*** GIVEN INFORMATION Section Begins ***

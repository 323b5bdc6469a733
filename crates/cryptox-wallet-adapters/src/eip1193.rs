use std::collections::HashMap;
use std::sync::{Arc, Mutex};

use alloy::primitives::{keccak256, utils::parse_ether, Address, B256, U256};
use async_trait::async_trait;
use serde_json::Value;
use tokio::sync::mpsc::{self, UnboundedReceiver, UnboundedSender};

use cryptox_wallet_core::{
    ports::{CODE_INTERNAL_ERROR, CODE_METHOD_NOT_FOUND, CODE_SERVER_ERROR},
    parse_chain_ref, ProviderEvent, ProviderEventKind, ProviderPort, WalletError,
};

use crate::WalletAdapterConfig;

/// EIP-1193 gateway with three modes, selected at construction:
///
/// - `Proxy`: forwards JSON-RPC calls to a provider bridge over HTTP.
/// - `Deterministic`: a self-contained in-memory chain for tests and demos,
///   with debug hooks to script account/chain events and failures.
/// - `Disabled`: the production profile with no proxy configured; every
///   operation reports the provider as unavailable.
#[derive(Clone)]
pub struct Eip1193Gateway {
    mode: ProviderMode,
    state: Arc<Mutex<ProviderState>>,
    subscribers: Arc<Mutex<HashMap<ProviderEventKind, UnboundedSender<ProviderEvent>>>>,
}

#[derive(Clone)]
enum ProviderMode {
    Disabled(String),
    Deterministic,
    Proxy(ProxyRuntime),
}

#[derive(Clone)]
struct ProxyRuntime {
    base_url: String,
    client: reqwest::Client,
}

struct ProviderState {
    accounts: Vec<Address>,
    chain_id: u64,
    balances: HashMap<Address, U256>,
    gas_price: U256,
    gas_estimate: U256,
    tx_seq: u64,
    receipts: HashMap<B256, bool>,
    revert_next: bool,
    fail_next: Option<(i64, String)>,
}

impl Default for ProviderState {
    fn default() -> Self {
        let account: Address = "0x1000000000000000000000000000000000000001"
            .parse()
            .expect("valid built-in deterministic account");
        let mut balances = HashMap::new();
        balances.insert(account, parse_ether("10").expect("valid seed balance"));
        Self {
            accounts: vec![account],
            chain_id: 1,
            balances,
            gas_price: U256::from(1_000_000_000u64),
            gas_estimate: U256::from(21_000u64),
            tx_seq: 0,
            receipts: HashMap::new(),
            revert_next: false,
            fail_next: None,
        }
    }
}

impl Default for Eip1193Gateway {
    fn default() -> Self {
        Self::with_config(WalletAdapterConfig::from_env())
    }
}

impl Eip1193Gateway {
    pub fn with_config(config: WalletAdapterConfig) -> Self {
        let mode = if let Some(ref base_url) = config.eip1193_proxy_url {
            let timeout = std::time::Duration::from_millis(config.provider_timeout_ms);
            match reqwest::Client::builder().timeout(timeout).build() {
                Ok(client) => ProviderMode::Proxy(ProxyRuntime {
                    base_url: base_url.clone(),
                    client,
                }),
                Err(e) => {
                    if config.strict_runtime_required() {
                        ProviderMode::Disabled(format!(
                            "failed to initialize EIP-1193 proxy client in production profile: {e}"
                        ))
                    } else {
                        ProviderMode::Deterministic
                    }
                }
            }
        } else if config.strict_runtime_required() {
            ProviderMode::Disabled(
                "EIP-1193 proxy URL not configured in production runtime profile".to_owned(),
            )
        } else {
            ProviderMode::Deterministic
        };

        Self {
            mode,
            state: Arc::new(Mutex::new(ProviderState::default())),
            subscribers: Arc::new(Mutex::new(HashMap::new())),
        }
    }

    pub fn deterministic() -> Self {
        Self {
            mode: ProviderMode::Deterministic,
            state: Arc::new(Mutex::new(ProviderState::default())),
            subscribers: Arc::new(Mutex::new(HashMap::new())),
        }
    }

    fn lock_state(&self) -> Result<std::sync::MutexGuard<'_, ProviderState>, WalletError> {
        self.state
            .lock()
            .map_err(|e| WalletError::transport(format!("provider lock poisoned: {e}")))
    }

    fn emit(&self, event: ProviderEvent) {
        let Ok(subscribers) = self.subscribers.lock() else {
            return;
        };
        if let Some(sender) = subscribers.get(&event.kind()) {
            // A dropped receiver just means nobody is listening anymore.
            let _ = sender.send(event);
        }
    }

    pub fn debug_inject_accounts_changed(
        &self,
        accounts: Vec<Address>,
    ) -> Result<(), WalletError> {
        {
            let mut g = self.lock_state()?;
            g.accounts = accounts.clone();
        }
        self.emit(ProviderEvent::AccountsChanged(accounts));
        Ok(())
    }

    pub fn debug_inject_chain_changed(&self, chain_id: u64) -> Result<(), WalletError> {
        {
            let mut g = self.lock_state()?;
            g.chain_id = chain_id;
        }
        self.emit(ProviderEvent::ChainChanged(format!("0x{chain_id:x}")));
        Ok(())
    }

    pub fn debug_set_balance(&self, address: Address, wei: U256) -> Result<(), WalletError> {
        let mut g = self.lock_state()?;
        g.balances.insert(address, wei);
        Ok(())
    }

    /// Next deterministic request fails with the given provider error.
    pub fn debug_fail_next(&self, code: i64, message: &str) -> Result<(), WalletError> {
        let mut g = self.lock_state()?;
        g.fail_next = Some((code, message.to_owned()));
        Ok(())
    }

    /// Next deterministic submission settles with a reverted receipt.
    pub fn debug_revert_next(&self) -> Result<(), WalletError> {
        let mut g = self.lock_state()?;
        g.revert_next = true;
        Ok(())
    }

    fn deterministic_request(&self, method: &str, params: &Value) -> Result<Value, WalletError> {
        let mut g = self.lock_state()?;
        if let Some((code, message)) = g.fail_next.take() {
            return Err(WalletError::from_provider_fault(code, message));
        }

        match method {
            "eth_requestAccounts" | "eth_accounts" => Ok(Value::Array(
                g.accounts
                    .iter()
                    .map(|a| Value::String(a.to_string()))
                    .collect(),
            )),
            "eth_chainId" => Ok(Value::String(format!("0x{:x}", g.chain_id))),
            "wallet_switchEthereumChain" => {
                let requested = params
                    .get(0)
                    .and_then(|p| p.get("chainId"))
                    .and_then(Value::as_str)
                    .ok_or_else(|| {
                        WalletError::transport("wallet_switchEthereumChain: chainId expected")
                    })?;
                let chain_id = parse_chain_ref(requested)?;
                g.chain_id = chain_id;
                drop(g);
                self.emit(ProviderEvent::ChainChanged(format!("0x{chain_id:x}")));
                Ok(Value::Null)
            }
            "eth_gasPrice" => Ok(Value::String(format!("0x{:x}", g.gas_price))),
            "eth_estimateGas" => {
                let call = params
                    .get(0)
                    .ok_or_else(|| WalletError::transport("eth_estimateGas: call expected"))?;
                let from = address_field(call, "from")?;
                let value = quantity_field(call, "value")?;
                let balance = g.balances.get(&from).copied().unwrap_or(U256::ZERO);
                if value > balance {
                    return Err(WalletError::from_provider_fault(
                        CODE_SERVER_ERROR,
                        "insufficient funds for gas * price + value",
                    ));
                }
                Ok(Value::String(format!("0x{:x}", g.gas_estimate)))
            }
            "eth_sendTransaction" => {
                let tx = params
                    .get(0)
                    .ok_or_else(|| WalletError::transport("eth_sendTransaction: tx expected"))?;
                let from = address_field(tx, "from")?;
                let to = address_field(tx, "to")?;
                let value = quantity_field(tx, "value")?;
                let balance = g.balances.get(&from).copied().unwrap_or(U256::ZERO);
                if value > balance {
                    return Err(WalletError::from_provider_fault(
                        CODE_SERVER_ERROR,
                        "insufficient funds for gas * price + value",
                    ));
                }

                g.tx_seq += 1;
                let mut seed = serde_json::to_vec(tx)
                    .map_err(|e| WalletError::transport(format!("tx serialization failed: {e}")))?;
                seed.extend_from_slice(&g.tx_seq.to_be_bytes());
                let hash = keccak256(seed);

                let reverted = std::mem::take(&mut g.revert_next);
                if !reverted {
                    g.balances.insert(from, balance - value);
                    let credited = g.balances.get(&to).copied().unwrap_or(U256::ZERO) + value;
                    g.balances.insert(to, credited);
                }
                g.receipts.insert(hash, !reverted);
                Ok(Value::String(hash.to_string()))
            }
            "eth_getTransactionReceipt" => {
                let raw = params.get(0).and_then(Value::as_str).ok_or_else(|| {
                    WalletError::transport("eth_getTransactionReceipt: hash expected")
                })?;
                let hash: B256 = raw
                    .parse()
                    .map_err(|e| WalletError::transport(format!("invalid hash {raw}: {e}")))?;
                match g.receipts.get(&hash) {
                    Some(success) => Ok(serde_json::json!({
                        "transactionHash": hash.to_string(),
                        "status": if *success { "0x1" } else { "0x0" },
                    })),
                    None => Ok(Value::Null),
                }
            }
            "eth_getBalance" => {
                let raw = params
                    .get(0)
                    .and_then(Value::as_str)
                    .ok_or_else(|| WalletError::transport("eth_getBalance: address expected"))?;
                let address: Address = raw
                    .parse()
                    .map_err(|e| WalletError::transport(format!("invalid address {raw}: {e}")))?;
                let balance = g.balances.get(&address).copied().unwrap_or(U256::ZERO);
                Ok(Value::String(format!("0x{balance:x}")))
            }
            _ => Err(WalletError::Provider {
                code: CODE_METHOD_NOT_FOUND,
                message: format!("the method {method} does not exist/is not available"),
            }),
        }
    }

    async fn proxy_request(
        &self,
        runtime: &ProxyRuntime,
        method: &str,
        params: Value,
    ) -> Result<Value, WalletError> {
        let payload = serde_json::json!({
            "jsonrpc": "2.0",
            "id": 1,
            "method": method,
            "params": params,
        });
        let response = runtime
            .client
            .post(&runtime.base_url)
            .json(&payload)
            .send()
            .await
            .map_err(|e| WalletError::transport(format!("eip1193 proxy request failed: {e}")))?;
        let status = response.status();
        let body: Value = response
            .json()
            .await
            .map_err(|e| WalletError::transport(format!("eip1193 proxy json decode failed: {e}")))?;
        if !status.is_success() {
            return Err(WalletError::transport(format!(
                "eip1193 proxy status {status}: {body}"
            )));
        }
        if let Some(err) = body.get("error") {
            let code = err
                .get("code")
                .and_then(Value::as_i64)
                .unwrap_or(CODE_INTERNAL_ERROR);
            let message = err
                .get("message")
                .and_then(Value::as_str)
                .unwrap_or("provider error")
                .to_owned();
            return Err(WalletError::from_provider_fault(code, message));
        }
        body.get("result")
            .cloned()
            .ok_or_else(|| WalletError::transport("eip1193 proxy missing result"))
    }
}

#[async_trait]
impl ProviderPort for Eip1193Gateway {
    fn is_available(&self) -> bool {
        !matches!(self.mode, ProviderMode::Disabled(_))
    }

    async fn request(&self, method: &str, params: Value) -> Result<Value, WalletError> {
        match &self.mode {
            ProviderMode::Disabled(reason) => {
                tracing::debug!(reason, method, "request against disabled provider");
                Err(WalletError::ProviderUnavailable)
            }
            ProviderMode::Deterministic => self.deterministic_request(method, &params),
            ProviderMode::Proxy(runtime) => self.proxy_request(runtime, method, params).await,
        }
    }

    fn subscribe(
        &self,
        kind: ProviderEventKind,
    ) -> Result<UnboundedReceiver<ProviderEvent>, WalletError> {
        let (tx, rx) = mpsc::unbounded_channel();
        let mut subscribers = self
            .subscribers
            .lock()
            .map_err(|e| WalletError::transport(format!("subscriber lock poisoned: {e}")))?;
        // Replacing the sender ends the previous subscriber's stream; one
        // authoritative consumer per kind.
        subscribers.insert(kind, tx);
        Ok(rx)
    }

    fn unsubscribe(&self, kind: ProviderEventKind) -> Result<(), WalletError> {
        let mut subscribers = self
            .subscribers
            .lock()
            .map_err(|e| WalletError::transport(format!("subscriber lock poisoned: {e}")))?;
        subscribers.remove(&kind);
        Ok(())
    }
}

fn address_field(obj: &Value, field: &str) -> Result<Address, WalletError> {
    let raw = obj
        .get(field)
        .and_then(Value::as_str)
        .ok_or_else(|| WalletError::transport(format!("call missing {field} address")))?;
    raw.parse()
        .map_err(|e| WalletError::transport(format!("invalid {field} address {raw}: {e}")))
}

fn quantity_field(obj: &Value, field: &str) -> Result<U256, WalletError> {
    let raw = obj
        .get(field)
        .and_then(Value::as_str)
        .ok_or_else(|| WalletError::transport(format!("call missing {field} quantity")))?;
    let digits = raw.strip_prefix("0x").unwrap_or(raw);
    U256::from_str_radix(digits, 16)
        .map_err(|e| WalletError::transport(format!("invalid {field} quantity {raw}: {e}")))
}
use std::sync::Arc;

use alloy::primitives::{B256, U256};
use serde_json::Value;
use tokio::time::{sleep, Duration, Instant};

use crate::domain::{
    parse_amount_wei, parse_recipient, ChainId, GasPlan, Session, TransferOutcome,
    TransferReceipt, TransferRequest,
};
use crate::network::NetworkGuard;
use crate::ports::{ProviderPort, WalletError};

/// Receipt-await policy. A timeout here is our policy, not a provider
/// capability; the in-flight request itself cannot be cancelled.
#[derive(Debug, Clone, Copy, PartialEq, Eq)]
pub struct TransferPolicy {
    pub receipt_timeout_ms: u64,
    pub receipt_poll_interval_ms: u64,
}

impl Default for TransferPolicy {
    fn default() -> Self {
        Self {
            receipt_timeout_ms: 180_000,
            receipt_poll_interval_ms: 2_000,
        }
    }
}

/// Validates, prices, submits and confirms a single native-asset transfer.
pub struct TransferExecutor<P: ProviderPort> {
    gateway: Arc<P>,
    guard: NetworkGuard<P>,
    policy: TransferPolicy,
}

impl<P: ProviderPort> TransferExecutor<P> {
    pub fn new(gateway: Arc<P>, policy: TransferPolicy) -> Self {
        Self {
            guard: NetworkGuard::new(Arc::clone(&gateway)),
            gateway,
            policy,
        }
    }

    /// Submits a transfer and waits for inclusion.
    ///
    /// Validation failures surface before any gateway call. A mismatched
    /// network is reported, never silently switched - an unexpected chain
    /// switch mid-transfer is a safety hazard, so repairing the network is
    /// the caller's explicit decision. `Reverted` is a terminal outcome, not
    /// an error: the submission worked, settlement did not.
    pub async fn submit(
        &self,
        session: &Session,
        request: &TransferRequest,
        desired_chain: ChainId,
    ) -> Result<TransferReceipt, WalletError> {
        let recipient = parse_recipient(&request.recipient)?;
        let value = parse_amount_wei(&request.amount_eth)?;

        let active = self.guard.current_chain().await?;
        if active != desired_chain {
            return Err(WalletError::WrongNetwork {
                active,
                desired: desired_chain,
            });
        }

        let price_raw = self
            .gateway
            .request("eth_gasPrice", Value::Array(Vec::new()))
            .await
            .map_err(classify_node_fault)?;
        let price = quantity_from_value(&price_raw, "eth_gasPrice")?;

        let call = serde_json::json!({
            "from": session.address,
            "to": recipient,
            "value": format!("{value:#x}"),
        });
        let estimate_raw = self
            .gateway
            .request("eth_estimateGas", serde_json::json!([call]))
            .await
            .map_err(classify_node_fault)?;
        let estimated_limit = quantity_from_value(&estimate_raw, "eth_estimateGas")?;
        let plan = GasPlan::with_buffer(estimated_limit, price)?;
        tracing::debug!(
            estimated = %plan.estimated_limit,
            applied = %plan.applied_limit,
            price = %plan.price,
            "gas plan computed"
        );

        let tx = serde_json::json!({
            "from": session.address,
            "to": recipient,
            "value": format!("{value:#x}"),
            "gas": format!("{:#x}", plan.applied_limit),
            "gasPrice": format!("{:#x}", plan.price),
        });
        let hash_raw = self
            .gateway
            .request("eth_sendTransaction", serde_json::json!([tx]))
            .await
            .map_err(classify_node_fault)?;
        let tx_hash = hash_from_value(&hash_raw)?;
        tracing::info!(tx_hash = %tx_hash, to = %recipient, "transfer submitted");

        let receipt = self.await_inclusion(tx_hash).await?;
        tracing::info!(tx_hash = %tx_hash, outcome = ?receipt.outcome, "transfer settled");
        Ok(receipt)
    }

    async fn await_inclusion(&self, tx_hash: B256) -> Result<TransferReceipt, WalletError> {
        let deadline = Instant::now() + Duration::from_millis(self.policy.receipt_timeout_ms);
        loop {
            let receipt = self
                .gateway
                .request(
                    "eth_getTransactionReceipt",
                    serde_json::json!([format!("{tx_hash}")]),
                )
                .await?;
            if !receipt.is_null() {
                let outcome = if receipt_succeeded(&receipt)? {
                    TransferOutcome::Success
                } else {
                    TransferOutcome::Reverted
                };
                return Ok(TransferReceipt {
                    transaction_hash: tx_hash,
                    outcome,
                });
            }
            if Instant::now() >= deadline {
                return Err(WalletError::ConfirmationTimeout { tx_hash });
            }
            sleep(Duration::from_millis(self.policy.receipt_poll_interval_ms)).await;
        }
    }
}

/// Refines node-side faults on the estimation/submission path. The
/// insufficient-funds signature (carried on `-32000` by geth-style nodes) is
/// the one case the UI must distinguish from every other provider error.
fn classify_node_fault(err: WalletError) -> WalletError {
    match err {
        WalletError::Provider { code, ref message }
            if message.to_ascii_lowercase().contains("insufficient funds") =>
        {
            tracing::debug!(code, "node fault classified as insufficient funds");
            WalletError::InsufficientFunds
        }
        other => other,
    }
}

fn quantity_from_value(value: &Value, what: &str) -> Result<U256, WalletError> {
    let raw = value
        .as_str()
        .ok_or_else(|| WalletError::transport(format!("{what}: quantity string expected")))?;
    let digits = raw.strip_prefix("0x").unwrap_or(raw);
    U256::from_str_radix(digits, 16)
        .map_err(|e| WalletError::transport(format!("{what}: invalid quantity {raw}: {e}")))
}

fn hash_from_value(value: &Value) -> Result<B256, WalletError> {
    let raw = value
        .as_str()
        .ok_or_else(|| WalletError::transport("eth_sendTransaction: hash string expected"))?;
    raw.parse()
        .map_err(|e| WalletError::transport(format!("invalid transaction hash {raw}: {e}")))
}

fn receipt_succeeded(receipt: &Value) -> Result<bool, WalletError> {
    let status = receipt
        .get("status")
        .ok_or_else(|| WalletError::transport("receipt missing status field"))?;
    if let Some(raw) = status.as_str() {
        return Ok(raw == "0x1");
    }
    if let Some(n) = status.as_u64() {
        return Ok(n == 1);
    }
    Err(WalletError::transport(format!(
        "unrecognized receipt status: {status}"
    )))
}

*** GIVEN INFORMATION Section Ends ***

# YOUR OBJECTIVE
Return every line of the preceding records in which the word "insert" appears.

# WRITTEN ANSWER
        balances.insert(account, parse_ether("10").expect("valid seed balance"));
        g.balances.insert(address, wei);
                    g.balances.insert(from, balance - value);
                    g.balances.insert(to, credited);
                g.receipts.insert(hash, !reverted);
        subscribers.insert(kind, tx);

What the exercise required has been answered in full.